Two‐Step Magnetic‐Pulling Chemical Vapor Deposition Growth of CdS1−xSex Lateral Nanoribbon Heterostructures for High‐Performance Photodetectors

Abstract

Bandgap integration in a single semiconductor nanostructure is an important task for their applications in photonics and photoelectronics. Herein a two‐step growth of CdS x Se1−x alloy nanoribbon heterostructures along the lateral direction by an improved two‐step magnetic‐pulling chemical vapor deposition (CVD) method is reported. Microstructural characterizations further demonstrate that these ribbons are formed by two separate components along the lateral direction of the nanoribbons, including CdS0.76Se0.24 at the central region and CdS0.44Se0.56 at both lateral sides, respectively. Under a laser excitation, photoluminescence spectrum and 2D emission mapping at the junctions show two different emission bands at 555 and 603 nm, which show agreement with the structural characterization results. More importantly, under 355 nm laser illumination, room‐temperature dual‐wavelength lasing with peak center at 542.3 and 605.2 nm is realized using these sandwich‐like nanoribbons.
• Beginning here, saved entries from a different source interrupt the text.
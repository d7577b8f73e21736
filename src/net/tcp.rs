//! TCP stream sockets.

use std::io::{self, Read, Write};
use std::net::TcpStream;
use std::os::fd::{AsRawFd, RawFd};
use std::sync::atomic::Ordering;
use std::sync::Arc;

use parking_lot::Mutex;
use socket2::{Socket, Type};

use crate::algorithms::close::CloseableResource;
use crate::algorithms::{
    AsyncDrop, AsyncValue, CloseSender, ConnectResource, ConnectSender, ReadUntilSender,
    ReceiveSender, SendSender, ShutdownSender,
};
use crate::error::{OsErrc, OsError};
use crate::event_loop::{EventLoop, LoopShared, Scheduler};
use crate::net::addr::Endpoint;

pub(crate) enum StreamState {
    /// Created, no descriptor yet (an accept or connect will open one).
    Vacant,
    /// Non-blocking connect in flight.
    Connecting(Socket),
    /// Connected stream.
    Stream(TcpStream),
    Closed,
}

impl StreamState {
    fn raw_fd(&self) -> Option<RawFd> {
        match self {
            Self::Vacant | Self::Closed => None,
            Self::Connecting(sock) => Some(sock.as_raw_fd()),
            Self::Stream(stream) => Some(stream.as_raw_fd()),
        }
    }
}

pub(crate) struct StreamInner {
    lp: Arc<LoopShared>,
    st: Mutex<StreamSt>,
}

struct StreamSt {
    state: StreamState,
    /// Id of the operation currently parked on this socket, if any.
    parked: Option<u64>,
}

/// Outcome of starting a non-blocking connect.
pub(crate) enum ConnectProgress {
    Done,
    InFlight(RawFd),
}

/// A TCP stream socket bound to one loop.
///
/// Handles are cheap clones of a shared inner. The socket must be closed
/// exactly once before its loop is dropped; all I/O goes through the
/// algorithm senders the methods below build.
#[derive(Clone)]
pub struct TcpSocket {
    inner: Arc<StreamInner>,
}

impl TcpSocket {
    /// Creates an unopened socket on `lp`. The descriptor is created by
    /// `connect` or by an accept.
    #[must_use]
    pub fn new(lp: &EventLoop) -> Self {
        Self::from_shared(lp.shared().clone())
    }

    pub(crate) fn from_shared(lp: Arc<LoopShared>) -> Self {
        lp.handles.fetch_add(1, Ordering::AcqRel);
        Self {
            inner: Arc::new(StreamInner {
                lp,
                st: Mutex::new(StreamSt {
                    state: StreamState::Vacant,
                    parked: None,
                }),
            }),
        }
    }

    /// Sender connecting this socket to `endpoint`.
    pub fn connect(&self, endpoint: impl Into<Endpoint>) -> ConnectSender {
        ConnectSender::new(self.clone(), endpoint.into())
    }

    /// Sender shutting down the write side.
    #[must_use]
    pub fn shutdown(&self) -> ShutdownSender {
        ShutdownSender::new(self.clone())
    }

    /// Sender writing the whole buffer.
    pub fn send<B>(&self, buf: B) -> SendSender<B>
    where
        B: AsRef<[u8]> + Send + 'static,
    {
        SendSender::new(self.clone(), buf)
    }

    /// Alias of [`send`](Self::send) in stream vocabulary.
    pub fn write_some<B>(&self, buf: B) -> SendSender<B>
    where
        B: AsRef<[u8]> + Send + 'static,
    {
        self.send(buf)
    }

    /// Sender delivering `(buffer, bytes_read)` for the first chunk the
    /// kernel produces; zero bytes at end of stream.
    pub fn receive<B>(&self, buf: B) -> ReceiveSender<B>
    where
        B: AsMut<[u8]> + Send + 'static,
    {
        ReceiveSender::new(self.clone(), buf)
    }

    /// Alias of [`receive`](Self::receive) in stream vocabulary.
    pub fn read_some<B>(&self, buf: B) -> ReceiveSender<B>
    where
        B: AsMut<[u8]> + Send + 'static,
    {
        self.receive(buf)
    }

    /// Sender reading until `condition(bytes_last_read)` returns true,
    /// delivering `(buffer, total_bytes_read)`.
    pub fn read_until<B, F>(&self, buf: B, condition: F) -> ReadUntilSender<B, F>
    where
        B: AsMut<[u8]> + Send + 'static,
        F: FnMut(usize) -> bool + Send + 'static,
    {
        ReadUntilSender::new(self.clone(), buf, condition)
    }

    /// Sender closing the socket. Closing twice panics.
    #[must_use]
    pub fn close(&self) -> CloseSender<TcpSocket> {
        CloseSender::new(self.clone())
    }

    pub(crate) fn shared(&self) -> Arc<LoopShared> {
        self.inner.lp.clone()
    }

    /// Installs an accepted stream. The socket must be vacant.
    pub(crate) fn install_stream(&self, stream: TcpStream) {
        let mut st = self.inner.st.lock();
        assert!(
            matches!(st.state, StreamState::Vacant),
            "accept into a socket that is already open"
        );
        st.state = StreamState::Stream(stream);
    }

    /// Creates the descriptor if needed and starts a non-blocking connect.
    pub(crate) fn start_connect(&self, endpoint: &Endpoint) -> Result<ConnectProgress, OsError> {
        let mut st = self.inner.st.lock();
        match &st.state {
            StreamState::Vacant => {}
            StreamState::Stream(_) | StreamState::Connecting(_) => {
                return Err(OsError::new(OsErrc::AlreadyConnected))
            }
            StreamState::Closed => return Err(OsError::new(OsErrc::BadFileDescriptor)),
        }
        let sock = Socket::new(endpoint.domain(), Type::STREAM, None)
            .map_err(|e| OsError::from_io(&e))?;
        sock.set_nonblocking(true).map_err(|e| OsError::from_io(&e))?;
        match sock.connect(&endpoint.socket_addr().into()) {
            Ok(()) => {
                st.state = StreamState::Stream(sock.into());
                Ok(ConnectProgress::Done)
            }
            Err(e)
                if e.raw_os_error() == Some(libc::EINPROGRESS)
                    || e.kind() == io::ErrorKind::WouldBlock =>
            {
                let fd = sock.as_raw_fd();
                st.state = StreamState::Connecting(sock);
                Ok(ConnectProgress::InFlight(fd))
            }
            Err(e) => {
                // Keep the descriptor so the caller's close retires it.
                st.state = StreamState::Connecting(sock);
                Err(OsError::from_io(&e))
            }
        }
    }

    /// Resolves an in-flight connect after a writability notification.
    pub(crate) fn finish_connect(&self) -> Result<(), OsError> {
        let mut st = self.inner.st.lock();
        let state = std::mem::replace(&mut st.state, StreamState::Vacant);
        match state {
            StreamState::Connecting(sock) => match sock.take_error() {
                Ok(None) => {
                    st.state = StreamState::Stream(sock.into());
                    Ok(())
                }
                Ok(Some(e)) => {
                    let err = OsError::from_io(&e);
                    st.state = StreamState::Connecting(sock);
                    Err(err)
                }
                Err(e) => {
                    let err = OsError::from_io(&e);
                    st.state = StreamState::Connecting(sock);
                    Err(err)
                }
            },
            other => {
                st.state = other;
                Err(OsError::new(OsErrc::NotConnected))
            }
        }
    }

    pub(crate) fn read_at(&self, buf: &mut [u8]) -> io::Result<usize> {
        let st = self.inner.st.lock();
        match &st.state {
            StreamState::Stream(stream) => (&*stream).read(buf),
            _ => Err(io::Error::from_raw_os_error(libc::ENOTCONN)),
        }
    }

    pub(crate) fn write_at(&self, buf: &[u8]) -> io::Result<usize> {
        let st = self.inner.st.lock();
        match &st.state {
            StreamState::Stream(stream) => (&*stream).write(buf),
            _ => Err(io::Error::from_raw_os_error(libc::ENOTCONN)),
        }
    }

    pub(crate) fn shutdown_now(&self) -> Result<(), OsError> {
        let st = self.inner.st.lock();
        match &st.state {
            StreamState::Stream(stream) => stream
                .shutdown(std::net::Shutdown::Write)
                .map_err(|e| OsError::from_io(&e)),
            _ => Err(OsError::new(OsErrc::NotConnected)),
        }
    }

    pub(crate) fn stream_fd(&self) -> Option<RawFd> {
        self.inner.st.lock().state.raw_fd()
    }

    pub(crate) fn park(&self, id: u64) {
        self.inner.st.lock().parked = Some(id);
    }

    pub(crate) fn clear_parked(&self, id: u64) {
        let mut st = self.inner.st.lock();
        if st.parked == Some(id) {
            st.parked = None;
        }
    }
}

impl CloseableResource for TcpSocket {
    fn shared(&self) -> Arc<LoopShared> {
        self.inner.lp.clone()
    }

    fn close_now(&self) {
        let (state, parked) = {
            let mut st = self.inner.st.lock();
            let state = std::mem::replace(&mut st.state, StreamState::Closed);
            (state, st.parked.take())
        };
        assert!(
            !matches!(state, StreamState::Closed),
            "tcp socket closed twice"
        );
        let aborted = parked.and_then(|id| self.inner.lp.io.lock().remove_id(id));
        if let Some(fd) = state.raw_fd() {
            self.inner.lp.poller.forget(fd);
        }
        drop(state);
        self.inner.lp.handles.fetch_sub(1, Ordering::AcqRel);
        if let Some(entry) = aborted {
            drop(entry.guard);
            entry.handler.aborted();
        }
    }
}

impl AsyncValue for TcpSocket {}

impl AsyncDrop for TcpSocket {
    type Dropper = CloseSender<TcpSocket>;

    fn async_drop(this: Arc<Self>) -> Self::Dropper {
        CloseSender::new((*this).clone())
    }
}

impl ConnectResource for TcpSocket {
    type Connect = ConnectSender;

    fn create(scheduler: &Scheduler) -> Result<Self, OsError> {
        Ok(Self::from_shared(scheduler.shared().clone()))
    }

    fn connect_endpoint(&self, endpoint: Endpoint) -> ConnectSender {
        self.connect(endpoint)
    }
}

impl std::fmt::Debug for TcpSocket {
    fn fmt(&self, f: &mut std::fmt::Formatter<'_>) -> std::fmt::Result {
        let st = self.inner.st.lock();
        let state = match &st.state {
            StreamState::Vacant => "vacant",
            StreamState::Connecting(_) => "connecting",
            StreamState::Stream(_) => "open",
            StreamState::Closed => "closed",
        };
        f.debug_struct("TcpSocket").field("state", &state).finish()
    }
}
Additionally, photodetectors based on these achieved nanoribbons are fulfilled with great performance of high responsivity (2.4 × 104 A W−1), high external quantum efficiency of 2.9 × 105%, fast response speed (rise ≈25 ms, decay ≈21 ms), and high I on/I off ratio (106). These structures may offer an interesting system for exploring new applications in multifunctional nanophotonic and optoelectronic devices, such as high‐performance detectors, miniature tunable lasers, and high‐density color displays.